[Instructions to follow]:
The answer should consist of each line from the data below that includes "expect".

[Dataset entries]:

=====

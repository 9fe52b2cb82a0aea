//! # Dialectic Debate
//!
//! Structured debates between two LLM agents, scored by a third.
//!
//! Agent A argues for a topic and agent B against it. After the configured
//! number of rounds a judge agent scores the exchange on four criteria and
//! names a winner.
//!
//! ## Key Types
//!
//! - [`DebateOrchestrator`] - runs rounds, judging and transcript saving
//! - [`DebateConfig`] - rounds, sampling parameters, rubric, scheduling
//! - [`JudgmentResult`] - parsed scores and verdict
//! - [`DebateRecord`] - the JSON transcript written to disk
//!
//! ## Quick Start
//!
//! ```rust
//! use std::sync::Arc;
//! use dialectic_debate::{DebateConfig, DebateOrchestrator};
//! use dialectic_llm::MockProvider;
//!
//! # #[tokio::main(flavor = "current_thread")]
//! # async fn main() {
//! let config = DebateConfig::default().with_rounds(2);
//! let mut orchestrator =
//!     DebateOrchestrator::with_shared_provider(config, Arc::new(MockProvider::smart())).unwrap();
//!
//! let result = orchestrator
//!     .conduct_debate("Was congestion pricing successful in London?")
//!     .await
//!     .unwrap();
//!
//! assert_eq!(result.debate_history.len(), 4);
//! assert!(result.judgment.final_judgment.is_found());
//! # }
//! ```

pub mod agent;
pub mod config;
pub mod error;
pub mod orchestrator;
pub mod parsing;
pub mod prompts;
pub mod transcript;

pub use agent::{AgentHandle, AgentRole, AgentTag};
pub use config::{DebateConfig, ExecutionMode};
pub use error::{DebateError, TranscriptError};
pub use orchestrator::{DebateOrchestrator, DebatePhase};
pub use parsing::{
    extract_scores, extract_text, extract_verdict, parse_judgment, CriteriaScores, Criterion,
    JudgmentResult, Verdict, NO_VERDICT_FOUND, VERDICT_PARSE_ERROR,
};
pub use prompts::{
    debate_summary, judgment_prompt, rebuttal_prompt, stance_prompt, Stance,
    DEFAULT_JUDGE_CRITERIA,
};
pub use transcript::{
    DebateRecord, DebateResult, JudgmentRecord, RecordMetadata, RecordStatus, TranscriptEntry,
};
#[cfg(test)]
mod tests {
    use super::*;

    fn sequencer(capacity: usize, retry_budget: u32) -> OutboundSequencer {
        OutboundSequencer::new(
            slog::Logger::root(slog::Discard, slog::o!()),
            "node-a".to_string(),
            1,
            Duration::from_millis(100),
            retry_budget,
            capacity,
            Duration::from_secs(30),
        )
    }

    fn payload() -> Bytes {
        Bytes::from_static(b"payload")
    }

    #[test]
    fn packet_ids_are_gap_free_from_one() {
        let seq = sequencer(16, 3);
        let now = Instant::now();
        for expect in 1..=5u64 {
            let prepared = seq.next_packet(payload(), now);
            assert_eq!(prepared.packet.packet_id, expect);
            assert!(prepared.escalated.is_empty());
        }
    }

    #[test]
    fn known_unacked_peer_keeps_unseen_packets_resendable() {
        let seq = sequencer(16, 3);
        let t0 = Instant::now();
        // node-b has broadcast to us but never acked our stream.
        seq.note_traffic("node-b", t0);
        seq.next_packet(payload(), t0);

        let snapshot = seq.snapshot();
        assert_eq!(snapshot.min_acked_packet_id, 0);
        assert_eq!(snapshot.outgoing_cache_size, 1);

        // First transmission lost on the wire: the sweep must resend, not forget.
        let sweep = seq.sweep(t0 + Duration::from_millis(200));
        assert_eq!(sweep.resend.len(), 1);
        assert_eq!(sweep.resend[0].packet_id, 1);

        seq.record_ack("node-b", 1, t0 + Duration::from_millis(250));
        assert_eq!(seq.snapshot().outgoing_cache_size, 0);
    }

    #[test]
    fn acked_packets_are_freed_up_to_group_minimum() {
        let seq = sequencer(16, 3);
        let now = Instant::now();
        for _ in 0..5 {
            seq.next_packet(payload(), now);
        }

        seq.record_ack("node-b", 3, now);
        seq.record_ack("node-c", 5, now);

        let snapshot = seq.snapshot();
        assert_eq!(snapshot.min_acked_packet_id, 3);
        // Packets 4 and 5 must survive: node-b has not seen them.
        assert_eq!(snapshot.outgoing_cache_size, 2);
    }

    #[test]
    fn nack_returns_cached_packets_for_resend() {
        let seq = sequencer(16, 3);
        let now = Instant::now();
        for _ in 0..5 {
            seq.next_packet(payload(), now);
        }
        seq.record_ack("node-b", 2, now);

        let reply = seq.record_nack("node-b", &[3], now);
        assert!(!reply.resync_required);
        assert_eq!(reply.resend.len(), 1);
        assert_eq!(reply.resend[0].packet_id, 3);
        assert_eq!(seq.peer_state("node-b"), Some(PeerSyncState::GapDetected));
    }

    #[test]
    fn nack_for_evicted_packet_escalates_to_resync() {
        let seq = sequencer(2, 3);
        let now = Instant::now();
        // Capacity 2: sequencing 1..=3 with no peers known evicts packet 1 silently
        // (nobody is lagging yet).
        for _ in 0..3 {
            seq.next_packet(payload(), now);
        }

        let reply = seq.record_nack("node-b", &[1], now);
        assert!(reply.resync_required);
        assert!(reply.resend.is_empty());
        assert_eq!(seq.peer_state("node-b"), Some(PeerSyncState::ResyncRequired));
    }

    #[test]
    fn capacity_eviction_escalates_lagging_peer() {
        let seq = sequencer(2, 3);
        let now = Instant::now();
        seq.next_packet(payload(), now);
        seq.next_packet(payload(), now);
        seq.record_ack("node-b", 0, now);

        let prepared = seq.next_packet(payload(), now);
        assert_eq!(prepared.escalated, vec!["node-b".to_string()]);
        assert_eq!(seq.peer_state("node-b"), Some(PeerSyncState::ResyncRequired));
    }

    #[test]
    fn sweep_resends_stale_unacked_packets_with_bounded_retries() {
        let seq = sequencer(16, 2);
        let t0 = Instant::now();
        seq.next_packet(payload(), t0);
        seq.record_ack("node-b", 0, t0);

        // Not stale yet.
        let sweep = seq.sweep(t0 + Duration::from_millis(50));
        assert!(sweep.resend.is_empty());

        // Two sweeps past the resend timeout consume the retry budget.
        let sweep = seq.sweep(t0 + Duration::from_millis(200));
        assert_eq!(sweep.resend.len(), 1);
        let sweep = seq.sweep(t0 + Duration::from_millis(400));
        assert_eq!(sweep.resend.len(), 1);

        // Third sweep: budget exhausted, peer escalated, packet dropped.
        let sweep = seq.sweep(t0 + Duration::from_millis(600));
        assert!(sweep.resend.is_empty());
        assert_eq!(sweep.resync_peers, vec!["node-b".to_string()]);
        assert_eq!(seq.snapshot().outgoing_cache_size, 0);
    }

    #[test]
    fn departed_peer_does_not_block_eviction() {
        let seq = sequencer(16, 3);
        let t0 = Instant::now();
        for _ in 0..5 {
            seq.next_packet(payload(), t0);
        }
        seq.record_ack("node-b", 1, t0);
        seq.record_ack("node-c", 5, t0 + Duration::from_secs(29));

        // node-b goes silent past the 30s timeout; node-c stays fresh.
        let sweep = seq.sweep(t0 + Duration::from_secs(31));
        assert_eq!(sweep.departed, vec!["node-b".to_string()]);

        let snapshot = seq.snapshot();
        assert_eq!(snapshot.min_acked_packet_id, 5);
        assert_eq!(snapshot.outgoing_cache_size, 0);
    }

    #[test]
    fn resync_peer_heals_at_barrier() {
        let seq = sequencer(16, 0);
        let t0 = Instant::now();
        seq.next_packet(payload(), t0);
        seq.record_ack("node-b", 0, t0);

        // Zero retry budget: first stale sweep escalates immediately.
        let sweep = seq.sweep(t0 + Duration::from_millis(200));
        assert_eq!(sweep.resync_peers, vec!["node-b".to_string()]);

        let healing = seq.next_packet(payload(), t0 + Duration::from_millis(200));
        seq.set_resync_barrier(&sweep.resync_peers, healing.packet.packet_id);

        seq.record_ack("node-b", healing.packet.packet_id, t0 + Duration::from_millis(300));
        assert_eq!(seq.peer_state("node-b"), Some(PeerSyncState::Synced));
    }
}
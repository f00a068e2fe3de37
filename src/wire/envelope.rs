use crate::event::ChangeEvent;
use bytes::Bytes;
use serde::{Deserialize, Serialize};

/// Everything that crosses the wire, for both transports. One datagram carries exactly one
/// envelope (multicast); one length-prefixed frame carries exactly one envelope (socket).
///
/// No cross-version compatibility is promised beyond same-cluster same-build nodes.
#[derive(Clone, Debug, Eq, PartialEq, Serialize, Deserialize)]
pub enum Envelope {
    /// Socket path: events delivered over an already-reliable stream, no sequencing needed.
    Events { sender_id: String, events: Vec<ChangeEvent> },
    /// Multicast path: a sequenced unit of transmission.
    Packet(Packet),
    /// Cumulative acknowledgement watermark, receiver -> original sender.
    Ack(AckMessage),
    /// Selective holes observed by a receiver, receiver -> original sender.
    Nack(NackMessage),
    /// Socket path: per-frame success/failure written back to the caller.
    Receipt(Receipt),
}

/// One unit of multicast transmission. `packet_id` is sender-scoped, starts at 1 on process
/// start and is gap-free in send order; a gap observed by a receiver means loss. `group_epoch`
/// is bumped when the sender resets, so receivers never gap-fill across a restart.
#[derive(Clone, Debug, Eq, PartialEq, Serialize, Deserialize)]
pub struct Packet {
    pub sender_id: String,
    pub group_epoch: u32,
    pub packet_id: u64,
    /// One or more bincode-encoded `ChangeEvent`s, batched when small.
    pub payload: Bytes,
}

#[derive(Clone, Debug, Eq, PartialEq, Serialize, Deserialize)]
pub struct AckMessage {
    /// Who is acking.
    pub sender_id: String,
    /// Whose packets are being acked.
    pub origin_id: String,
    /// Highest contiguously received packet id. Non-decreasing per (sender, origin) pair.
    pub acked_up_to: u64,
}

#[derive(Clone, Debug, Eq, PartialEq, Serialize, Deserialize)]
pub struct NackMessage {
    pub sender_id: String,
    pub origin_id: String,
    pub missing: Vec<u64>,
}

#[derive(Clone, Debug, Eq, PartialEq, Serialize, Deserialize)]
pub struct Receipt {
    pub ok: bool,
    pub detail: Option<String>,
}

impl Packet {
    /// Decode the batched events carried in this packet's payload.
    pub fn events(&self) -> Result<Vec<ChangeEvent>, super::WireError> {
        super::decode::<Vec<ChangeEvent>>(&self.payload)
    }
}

=====

[Response to the task]:
        for expect in 1..=5u64 {
            assert_eq!(prepared.packet.packet_id, expect);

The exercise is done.